Recently, the Williams Foundation held its latest bi-annual seminar, this one focused on the way ahead for the Australian space enterprise. Since 2014, the Williams Foundation has held bi-annual seminars on the transformation of the ADF as it embraced fifth generation warfare and working joint force integration.
Since 2018, the focus has been increasingly with regard to how to extend the reach of the ADF given the changing nature of the challenges facing Australia in the Indo-Pacific region.
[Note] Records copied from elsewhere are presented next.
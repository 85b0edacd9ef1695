//! This module defines `Machine`, the execution engine. It owns the registered states,
//! tracks which one is active, and drives a `Tape` one transition at a time until the
//! machine halts or the caller's budget runs out.

use crate::observer::{Observer, StepEvent};
use crate::state::State;
use crate::tape::Tape;
use crate::types::{Halt, MachineError, Step};
use std::collections::HashMap;
use std::time::{Duration, Instant};

/// Where the engine is in its lifecycle.
#[derive(Debug, Clone, PartialEq, Default)]
pub enum Status {
    /// No state has been activated yet.
    #[default]
    Idle,
    /// Computing in the named state.
    Running { state: String },
    /// Stopped. Terminal until a state is activated again.
    Halted(Halt),
}

/// A limit on how long `Machine::run` may keep going before handing control back.
///
/// The budget is checked once per loop iteration. Running out of budget is not a halt:
/// the machine stays `Running` and a later call resumes where it left off.
#[derive(Debug, Clone, Copy, PartialEq, Eq, Default)]
pub enum Budget {
    #[default]
    Unlimited,
    /// At most this many iterations.
    Steps(usize),
    /// Stop iterating once this much wall-clock time has passed.
    Time(Duration),
}

impl Budget {
    /// Builds a step budget where zero means unlimited.
    pub fn steps(limit: usize) -> Self {
        match limit {
            0 => Budget::Unlimited,
            n => Budget::Steps(n),
        }
    }

    fn is_exhausted(&self, steps: usize, started: Instant) -> bool {
        match *self {
            Budget::Unlimited => false,
            Budget::Steps(limit) => steps >= limit,
            Budget::Time(limit) => started.elapsed() >= limit,
        }
    }
}

/// A deterministic single-tape machine.
///
/// States are registered up front, then `activate` selects the entry point and
/// `run` (or `step`) drives a tape. The machine does not own the tape, so the same
/// machine can be activated again and run against a fresh one.
#[derive(Debug, Clone, Default)]
pub struct Machine {
    states: HashMap<String, State>,
    status: Status,
    step_count: usize,
}

impl Machine {
    /// Creates a machine with no states.
    pub fn new() -> Self {
        Self::default()
    }

    /// Registers `state` under its name, returning the state it replaces, if any.
    pub fn register_state(&mut self, state: State) -> Option<State> {
        self.states.insert(state.name().to_string(), state)
    }

    /// Makes `name` the current state and starts a fresh run.
    ///
    /// Returns `false` and leaves the machine untouched if no such state is registered.
    pub fn activate(&mut self, name: &str) -> bool {
        if !self.enter(name) {
            return false;
        }

        self.step_count = 0;
        tracing::debug!(state = name, "machine activated");
        true
    }

    fn enter(&mut self, name: &str) -> bool {
        if !self.states.contains_key(name) {
            return false;
        }

        self.status = Status::Running {
            state: name.to_string(),
        };
        true
    }

    /// Executes a single iteration of the dispatch loop.
    ///
    /// Reads the symbol under the head and looks up the matching transition in the current
    /// state. Without a match the machine halts normally. Otherwise the transition is
    /// applied in order: write the output symbol, report the step, move the head, enter
    /// the next state. The first effect that fails halts the machine with that error;
    /// effects applied before it stay applied.
    ///
    /// # Returns
    ///
    /// * `Ok(Step::Continue)` if a transition was applied.
    /// * `Ok(Step::Halt(_))` if the machine halted, now or in an earlier call.
    /// * `Err(MachineError::NotActivated)` if no state was ever activated.
    pub fn step<O: Observer>(
        &mut self,
        tape: &mut Tape,
        observer: &mut O,
    ) -> Result<Step, MachineError> {
        let name = match &self.status {
            Status::Idle => return Err(MachineError::NotActivated),
            Status::Halted(halt) => return Ok(Step::Halt(halt.clone())),
            Status::Running { state } => state.clone(),
        };

        let read = tape.read();
        let transition = self
            .states
            .get(&name)
            .and_then(|s| s.transition(read))
            .cloned();

        let transition = match transition {
            Some(transition) => transition,
            None => {
                let halt = Halt::Normal {
                    state: name,
                    tape: tape.render(),
                };
                return Ok(self.halt(halt, observer));
            }
        };

        if let Err(reason) = tape.write(transition.output) {
            return Ok(self.fail(name, reason, tape, observer));
        }

        let event = StepEvent {
            state: name,
            read,
            head: tape.head(),
            tape: tape.render(),
            transition,
        };
        tracing::trace!("{}", event);
        observer.on_step(&event);
        self.step_count += 1;

        let StepEvent {
            state: name,
            transition,
            ..
        } = event;

        if let Err(reason) = tape.shift(transition.movement) {
            return Ok(self.fail(name, reason, tape, observer));
        }

        if !self.enter(&transition.next_state) {
            let reason = MachineError::UnknownState(transition.next_state);
            return Ok(self.fail(name, reason, tape, observer));
        }

        Ok(Step::Continue)
    }

    /// Runs the machine until it halts or `budget` is used up.
    ///
    /// # Returns
    ///
    /// * `Ok(Step::Halt(_))` once the machine has halted.
    /// * `Ok(Step::Continue)` if the budget ran out first; the machine is still running.
    /// * `Err(MachineError::NotActivated)` if no state was ever activated.
    pub fn run<O: Observer>(
        &mut self,
        tape: &mut Tape,
        observer: &mut O,
        budget: Budget,
    ) -> Result<Step, MachineError> {
        match &self.status {
            Status::Idle => return Err(MachineError::NotActivated),
            Status::Halted(halt) => return Ok(Step::Halt(halt.clone())),
            Status::Running { .. } => {}
        }

        let started = Instant::now();
        let mut steps = 0;

        loop {
            if budget.is_exhausted(steps, started) {
                tracing::debug!(steps, "budget exhausted before halting");
                return Ok(Step::Continue);
            }

            match self.step(tape, observer)? {
                Step::Continue => steps += 1,
                halt => return Ok(halt),
            }
        }
    }

    fn fail<O: Observer>(
        &mut self,
        state: String,
        reason: MachineError,
        tape: &Tape,
        observer: &mut O,
    ) -> Step {
        let halt = Halt::Err {
            state,
            reason,
            tape: tape.render(),
        };
        self.halt(halt, observer)
    }

    fn halt<O: Observer>(&mut self, halt: Halt, observer: &mut O) -> Step {
        tracing::debug!(
            state = halt.state(),
            code = halt.code(),
            steps = self.step_count,
            "machine halted"
        );
        observer.on_halt(&halt);
        self.status = Status::Halted(halt.clone());
        Step::Halt(halt)
    }

    /// Returns the current lifecycle status.
    pub fn status(&self) -> &Status {
        &self.status
    }

    /// Returns the state being computed in, or `None` if the machine is idle or halted.
    pub fn current_state(&self) -> Option<&State> {
        match &self.status {
            Status::Running { state } => self.states.get(state),
            _ => None,
        }
    }

    /// Returns the registered state called `name`.
    pub fn state(&self, name: &str) -> Option<&State> {
        self.states.get(name)
    }

    /// Iterates over the registered states in no particular order.
    pub fn states(&self) -> impl Iterator<Item = &State> {
        self.states.values()
    }

    /// Returns the number of transitions applied since the last activation.
    pub fn step_count(&self) -> usize {
        self.step_count
    }

    pub fn is_halted(&self) -> bool {
        matches!(self.status, Status::Halted(_))
    }

    pub fn is_running(&self) -> bool {
        matches!(self.status, Status::Running { .. })
    }
}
The discussions really began with a 2018 seminar which focused on the importance of long-range strike and was followed by seminars which focused on ways to enhance Australian resilience and sovereign capabilities.
The first seminar of 2021 focused on next generation autonomous systems, and the 1 December 2021, seminar on where autonomous systems, namely satellites, have been a regular feature for both military and commercial purposes for many decades.
As AIRCDRE Phil Gordon, Director General Air Defence and Space put it: “I would compare our position in space with being a frequent flyer who uses that service. And as we in defence are on the journey from being a consumer of other people’s space products to a contributor owner and operator in our own right.”
The need for shaping sovereign capabilities comes not only from the enhanced importance of space payloads for both commercial and military activities, but from the nature of crises and the nature of allies. Gordon put it succinctly: “It’s relatively easy to have access to space capabilities from allies when there’s plenty to go around. But if times are tough, if assets are under attack, if bandwidth is reduced, if satellites and ground stations are targeted and there’s just not enough capacity to do all the things we want to do, then where are those priorities going to lie?” This then means for Gordon: “we have to be able to have control and access of our space capabilities without needing to ask someone else’s permission.”